The amount of tul, formerly abundant around the shore of the lake, has been severely diminished due to the sudden changes in the water level over the past few years, as well as from the lack of education among the population around the lake on its importance and responsible harvesting. The immediate need for remediation and replanting of tul around the lake is critical to the health of Lake Atitlan.

TulThanks to the leadership of AMSCLAE (the local Atitlan Basin Group), the following organizations are supporting the tul restoration project: CONAP (El Consejo Nacional de Áreas Protegidas, Amigos del Lago, and the Rotary E Club of Lake Atitlan.

Volunteers, both local residents and visitors, are invited to join this important program on the first Thursday or the third Wednesday of each month.

On Thursday, August 3, the Rotary e-Club of Lake Atitlan hosted hosted DG Julio Grazioso (Guatemala) and Assistant DG Luis Barcarcel (Xela). Juan Carlos Chevez hosted a very nice luncheon, and Emilio Crespo supplied many dishes from Hotel Cacique.

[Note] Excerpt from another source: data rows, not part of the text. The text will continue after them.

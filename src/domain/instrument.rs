//! Tracked soybean-complex instruments.

use std::fmt;

/// One of the three soybean-complex futures the pipeline tracks.
#[derive(Debug, Clone, Copy, PartialEq, Eq, Hash, PartialOrd, Ord)]
pub enum Instrument {
    /// Soybean oil.
    Zl,
    /// Soybean meal.
    Zm,
    /// Soybeans.
    Zs,
}

impl Instrument {
    /// Fixed processing order; also the column order of merged tables.
    pub const ALL: [Instrument; 3] = [Instrument::Zl, Instrument::Zm, Instrument::Zs];

    pub fn key(self) -> &'static str {
        match self {
            Instrument::Zl => "ZL",
            Instrument::Zm => "ZM",
            Instrument::Zs => "ZS",
        }
    }

    /// Token searched for in the report's market and exchange name.
    pub fn commodity(self) -> &'static str {
        match self {
            Instrument::Zl => "SOYBEAN OIL",
            Instrument::Zm => "SOYBEAN MEAL",
            Instrument::Zs => "SOYBEANS",
        }
    }

    /// Name of the derived positioning column, e.g. `ZS_COT_%`.
    pub fn metric_column(self) -> String {
        format!("{}_COT_%", self.key())
    }

    /// Continuous front-month symbol on the bar feed.
    pub fn continuous_symbol(self) -> String {
        format!("{}1!", self.key())
    }

    pub fn from_key(key: &str) -> Option<Instrument> {
        Instrument::ALL
            .into_iter()
            .find(|i| i.key().eq_ignore_ascii_case(key.trim()))
    }
}

impl fmt::Display for Instrument {
    fn fmt(&self, f: &mut fmt::Formatter<'_>) -> fmt::Result {
        f.write_str(self.key())
    }
}
//! Date-indexed wide table of positioning metrics.
//!
//! A [`CotTable`] is both the output of the cross-instrument merge and the
//! shape of the persisted store: one row per report date, one nullable cell
//! per metric column. Missing cells are `None`, never zero.

use crate::domain::metric::InstrumentSeries;
use chrono::{Datelike, NaiveDate};
use std::collections::{BTreeMap, HashSet};

/// Name of the index column in persisted tables.
pub const INDEX_COLUMN: &str = "datetime";

#[derive(Debug, Clone, PartialEq)]
pub struct TableRow {
    pub date: NaiveDate,
    pub values: Vec<Option<f64>>,
}

#[derive(Debug, Clone, PartialEq, Default)]
pub struct CotTable {
    pub columns: Vec<String>,
    pub rows: Vec<TableRow>,
}

/// Summary of one column, ignoring missing cells.
#[derive(Debug, Clone, PartialEq)]
pub struct ColumnStats {
    pub column: String,
    pub count: usize,
    pub min: f64,
    pub max: f64,
    pub last: f64,
    pub last_date: NaiveDate,
}

impl CotTable {
    pub fn new(columns: Vec<String>) -> Self {
        Self {
            columns,
            rows: Vec::new(),
        }
    }

    pub fn len(&self) -> usize {
        self.rows.len()
    }

    pub fn is_empty(&self) -> bool {
        self.rows.is_empty()
    }

    pub fn column_index(&self, name: &str) -> Option<usize> {
        self.columns.iter().position(|c| c == name)
    }

    /// Value of `column` on every row, in row order.
    pub fn column_values(&self, column: &str) -> Option<Vec<(NaiveDate, Option<f64>)>> {
        let idx = self.column_index(column)?;
        Some(self.rows.iter().map(|r| (r.date, r.values[idx])).collect())
    }

    pub fn date_range(&self) -> Option<(NaiveDate, NaiveDate)> {
        let min = self.rows.iter().map(|r| r.date).min()?;
        let max = self.rows.iter().map(|r| r.date).max()?;
        Some((min, max))
    }

    pub fn is_date_sorted(&self) -> bool {
        self.rows.windows(2).all(|w| w[0].date <= w[1].date)
    }

    /// Outer join of per-instrument series on date.
    ///
    /// Every date present in any series appears in the result. When a series
    /// holds several points for the same date, the joined rows for that date
    /// are the cartesian product of the per-series values.
    pub fn outer_join(series: &[InstrumentSeries]) -> CotTable {
        let columns: Vec<String> = series.iter().map(|s| s.column()).collect();

        let mut by_date: BTreeMap<NaiveDate, Vec<Vec<f64>>> = BTreeMap::new();
        for (col, s) in series.iter().enumerate() {
            for point in &s.points {
                let slots = by_date
                    .entry(point.date)
                    .or_insert_with(|| vec![Vec::new(); series.len()]);
                slots[col].push(point.value);
            }
        }

        let mut rows = Vec::new();
        for (date, slots) in by_date {
            let mut combos: Vec<Vec<Option<f64>>> = vec![Vec::with_capacity(columns.len())];
            for values in &slots {
                if values.is_empty() {
                    for combo in &mut combos {
                        combo.push(None);
                    }
                    continue;
                }
                combos = combos
                    .into_iter()
                    .flat_map(|combo| {
                        values.iter().map(move |v| {
                            let mut next = combo.clone();
                            next.push(Some(*v));
                            next
                        })
                    })
                    .collect();
            }
            rows.extend(combos.into_iter().map(|values| TableRow { date, values }));
        }

        CotTable { columns, rows }
    }

    /// Stack `other` under `self`, aligning columns by name.
    ///
    /// The result's columns are `self`'s followed by any new ones from
    /// `other`; cells a side does not have become `None`.
    pub fn concat(&self, other: &CotTable) -> CotTable {
        let mut columns = self.columns.clone();
        for c in &other.columns {
            if !columns.contains(c) {
                columns.push(c.clone());
            }
        }

        let mut rows = Vec::with_capacity(self.rows.len() + other.rows.len());
        for table in [self, other] {
            let mapping: Vec<Option<usize>> =
                columns.iter().map(|c| table.column_index(c)).collect();
            for row in &table.rows {
                rows.push(TableRow {
                    date: row.date,
                    values: mapping
                        .iter()
                        .map(|m| m.and_then(|i| row.values[i]))
                        .collect(),
                });
            }
        }

        CotTable { columns, rows }
    }

    /// Stable sort by date ascending.
    pub fn sort_by_date(&mut self) {
        self.rows.sort_by_key(|r| r.date);
    }

    /// Remove rows identical to an earlier row in date and every cell.
    /// Two missing cells compare equal. Returns the number removed.
    pub fn drop_duplicates(&mut self) -> usize {
        let before = self.rows.len();
        let mut seen = HashSet::new();
        self.rows.retain(|row| seen.insert(row_key(row)));
        before - self.rows.len()
    }

    /// Replace every row whose date appears in `fresh` with `fresh`'s rows.
    /// Columns are unioned as in [`CotTable::concat`]. Result is date-sorted.
    pub fn upsert_by_date(&self, fresh: &CotTable) -> CotTable {
        let fresh_dates: HashSet<NaiveDate> = fresh.rows.iter().map(|r| r.date).collect();
        let kept = CotTable {
            columns: self.columns.clone(),
            rows: self
                .rows
                .iter()
                .filter(|r| !fresh_dates.contains(&r.date))
                .cloned()
                .collect(),
        };
        let mut merged = kept.concat(fresh);
        merged.sort_by_date();
        merged
    }

    /// Rows whose date falls in `start_year..=end_year`.
    pub fn filter_years(&self, start_year: i32, end_year: i32) -> CotTable {
        CotTable {
            columns: self.columns.clone(),
            rows: self
                .rows
                .iter()
                .filter(|r| (start_year..=end_year).contains(&r.date.year()))
                .cloned()
                .collect(),
        }
    }

    pub fn column_stats(&self) -> Vec<ColumnStats> {
        let mut stats = Vec::new();
        for (idx, column) in self.columns.iter().enumerate() {
            let present: Vec<(NaiveDate, f64)> = self
                .rows
                .iter()
                .filter_map(|r| r.values[idx].filter(|v| !v.is_nan()).map(|v| (r.date, v)))
                .collect();
            let Some(&(last_date, last)) = present.last() else {
                continue;
            };
            stats.push(ColumnStats {
                column: column.clone(),
                count: present.len(),
                min: present.iter().map(|p| p.1).fold(f64::INFINITY, f64::min),
                max: present.iter().map(|p| p.1).fold(f64::NEG_INFINITY, f64::max),
                last,
                last_date,
            });
        }
        stats
    }
}

fn row_key(row: &TableRow) -> (NaiveDate, Vec<Option<u64>>) {
    let cells = row
        .values
        .iter()
        .map(|v| v.filter(|x| !x.is_nan()).map(canonical_bits))
        .collect();
    (row.date, cells)
}

fn canonical_bits(v: f64) -> u64 {
    // -0.0 == 0.0
    if v == 0.0 { 0.0f64.to_bits() } else { v.to_bits() }
}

We had an excellent meeting with great team presence. David Griggs, Bruce Clemens, and Vivian Harvey were present online. More than 10 RECLA members participated, and many prospective members also were present, for a total of 22 present.

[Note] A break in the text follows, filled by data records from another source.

//! OHLCV bar feed port.

use crate::domain::error::CotError;
use crate::domain::ohlcv::{Interval, OhlcvBar};

pub trait BarFeed {
    /// The most recent `n_bars` bars for `symbol`, oldest first.
    fn fetch_bars(
        &self,
        symbol: &str,
        exchange: &str,
        interval: Interval,
        n_bars: usize,
    ) -> Result<Vec<OhlcvBar>, CotError>;
}
//! Instrument filter: narrows a yearly report to one commodity's rows.

use crate::domain::report::RawReportRow;

/// Token marking the smaller contract variants listed alongside the main one.
pub const DEFAULT_EXCLUDE_TOKEN: &str = "MINI";

/// Rows whose market name contains `commodity` and not `exclude`, both
/// compared case-insensitively. An empty `exclude` disables the exclusion.
pub fn filter_commodity(
    rows: &[RawReportRow],
    commodity: &str,
    exclude: &str,
) -> Vec<RawReportRow> {
    let wanted = commodity.to_uppercase();
    let unwanted = exclude.to_uppercase();

    rows.iter()
        .filter(|row| {
            let name = row.market.to_uppercase();
            name.contains(&wanted) && (unwanted.is_empty() || !name.contains(&unwanted))
        })
        .cloned()
        .collect()
}

#[cfg(test)]
mod tests {
    use super::*;

    fn row(market: &str) -> RawReportRow {
        RawReportRow {
            market: market.to_string(),
            as_of_date: "2024-01-02".to_string(),
            noncomm_long: Some(1.0),
            noncomm_short: Some(1.0),
            change_noncomm_long: None,
            change_noncomm_short: None,
            pct_oi_long: Some(10.0),
            pct_oi_short: Some(5.0),
        }
    }

    fn sample() -> Vec<RawReportRow> {
        vec![
            row("SOYBEANS - CHICAGO BOARD OF TRADE"),
            row("MINI SOYBEANS - CHICAGO BOARD OF TRADE"),
            row("SOYBEAN OIL - CHICAGO BOARD OF TRADE"),
            row("SOYBEAN MEAL - CHICAGO BOARD OF TRADE"),
            row("WHEAT-SRW - CHICAGO BOARD OF TRADE"),
        ]
    }

    #[test]
    fn keeps_matching_rows() {
        let out = filter_commodity(&sample(), "SOYBEAN OIL", DEFAULT_EXCLUDE_TOKEN);
        assert_eq!(out.len(), 1);
        assert_eq!(out[0].market, "SOYBEAN OIL - CHICAGO BOARD OF TRADE");
    }

    #[test]
    fn excludes_mini_contracts() {
        let out = filter_commodity(&sample(), "SOYBEANS", DEFAULT_EXCLUDE_TOKEN);
        assert_eq!(out.len(), 1);
        assert!(out.iter().all(|r| !r.market.contains("MINI")));
    }

    #[test]
    fn match_is_case_insensitive() {
        let rows = vec![row("Soybean Meal - Chicago Board of Trade"), row("mini soybean meal")];
        let out = filter_commodity(&rows, "SOYBEAN MEAL", "mini");
        assert_eq!(out.len(), 1);
        assert_eq!(out[0].market, "Soybean Meal - Chicago Board of Trade");
    }

    #[test]
    fn no_match_returns_empty() {
        let out = filter_commodity(&sample(), "CORN", DEFAULT_EXCLUDE_TOKEN);
        assert!(out.is_empty());
    }

    #[test]
    fn empty_exclude_token_keeps_everything_matching() {
        let out = filter_commodity(&sample(), "SOYBEANS", "");
        assert_eq!(out.len(), 2);
    }
}
//! Port traits the domain depends on; adapters implement them.

pub mod bar_port;
pub mod config_port;
pub mod report_port;
pub mod store_port;
fn config_or_exit(path: &Path, current_year: i32) -> Result<UpdateConfig, ExitCode> {
    let adapter = load_config(path)?;
    build_update_config(&adapter, current_year).map_err(|e| {
        error!("{e}");
        ExitCode::from(&e)
    })
}

fn run_update(config_path: &Path, mode: UpdateMode, current_year: i32) -> ExitCode {
    info!("Loading config from {}", config_path.display());
    let config = match config_or_exit(config_path, current_year) {
        Ok(c) => c,
        Err(code) => return code,
    };

    let source = match open_source(&config) {
        Ok(s) => s,
        Err(e) => {
            error!("{e}");
            return (&e).into();
        }
    };
    let store = match open_store(&config) {
        Ok(s) => s,
        Err(e) => {
            error!("{e}");
            return (&e).into();
        }
    };
    let feed = CsvBarFeed::new(config.bar_dir.clone());

    run_update_pipeline(
        source.as_ref(),
        store.as_ref(),
        &feed,
        &config,
        mode,
        current_year,
    )
}

/// COT reconciliation followed by the bar refresh, over injected ports.
pub fn run_update_pipeline(
    source: &dyn ReportSource,
    store: &dyn TableStore,
    feed: &dyn BarFeed,
    config: &UpdateConfig,
    mode: UpdateMode,
    current_year: i32,
) -> ExitCode {
    if mode.cot {
        match update_cot(source, store, config, current_year) {
            Ok(report) => print_cot_summary(&report, store),
            Err(e) => {
                error!("{e}");
                return (&e).into();
            }
        }
    }

    if mode.bars {
        match update_bars(feed, config) {
            Ok(report) => {
                for (instrument, count) in &report.written {
                    println!(
                        "OHLCV data for {} saved to {} ({} bars)",
                        instrument,
                        bar_file_path(&config.output_dir, instrument.key(), config.interval)
                            .display(),
                        count
                    );
                }
                for (instrument, reason) in &report.failed {
                    eprintln!("warning: no bars for {}: {}", instrument, reason);
                }
            }
            Err(e) => {
                error!("{e}");
                return (&e).into();
            }
        }
    }

    ExitCode::SUCCESS
}

pub fn update_cot(
    source: &dyn ReportSource,
    store: &dyn TableStore,
    config: &UpdateConfig,
    current_year: i32,
) -> Result<CotUpdateReport, CotError> {
    info!(
        start_year = config.start_year,
        end_year = current_year,
        store = %store.describe(),
        "updating COT reports"
    );
    update_cot_reports(
        source,
        store,
        &config.aggregate_request(current_year),
        config.merge_policy,
    )
}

After a junta directiva review of overall goals from 11-12:15, DG Julio gave a rotary presentation from 12:15-1:15 in excellent English, practicing for presentations in Belize. He will forward his powerpoint presentation, and Dr Will Bogel will distribute it as requested. This was a great team effort, and Dr. Will believes we will have a very positive relationship with the DG and partner in both country and district projects.

Dr. Will expresses gratitude to all Rotary e-Club of Lake Atitlan members for a very successful 2016-17, as we look forward to an excellent new Rotary year and synergy from our team.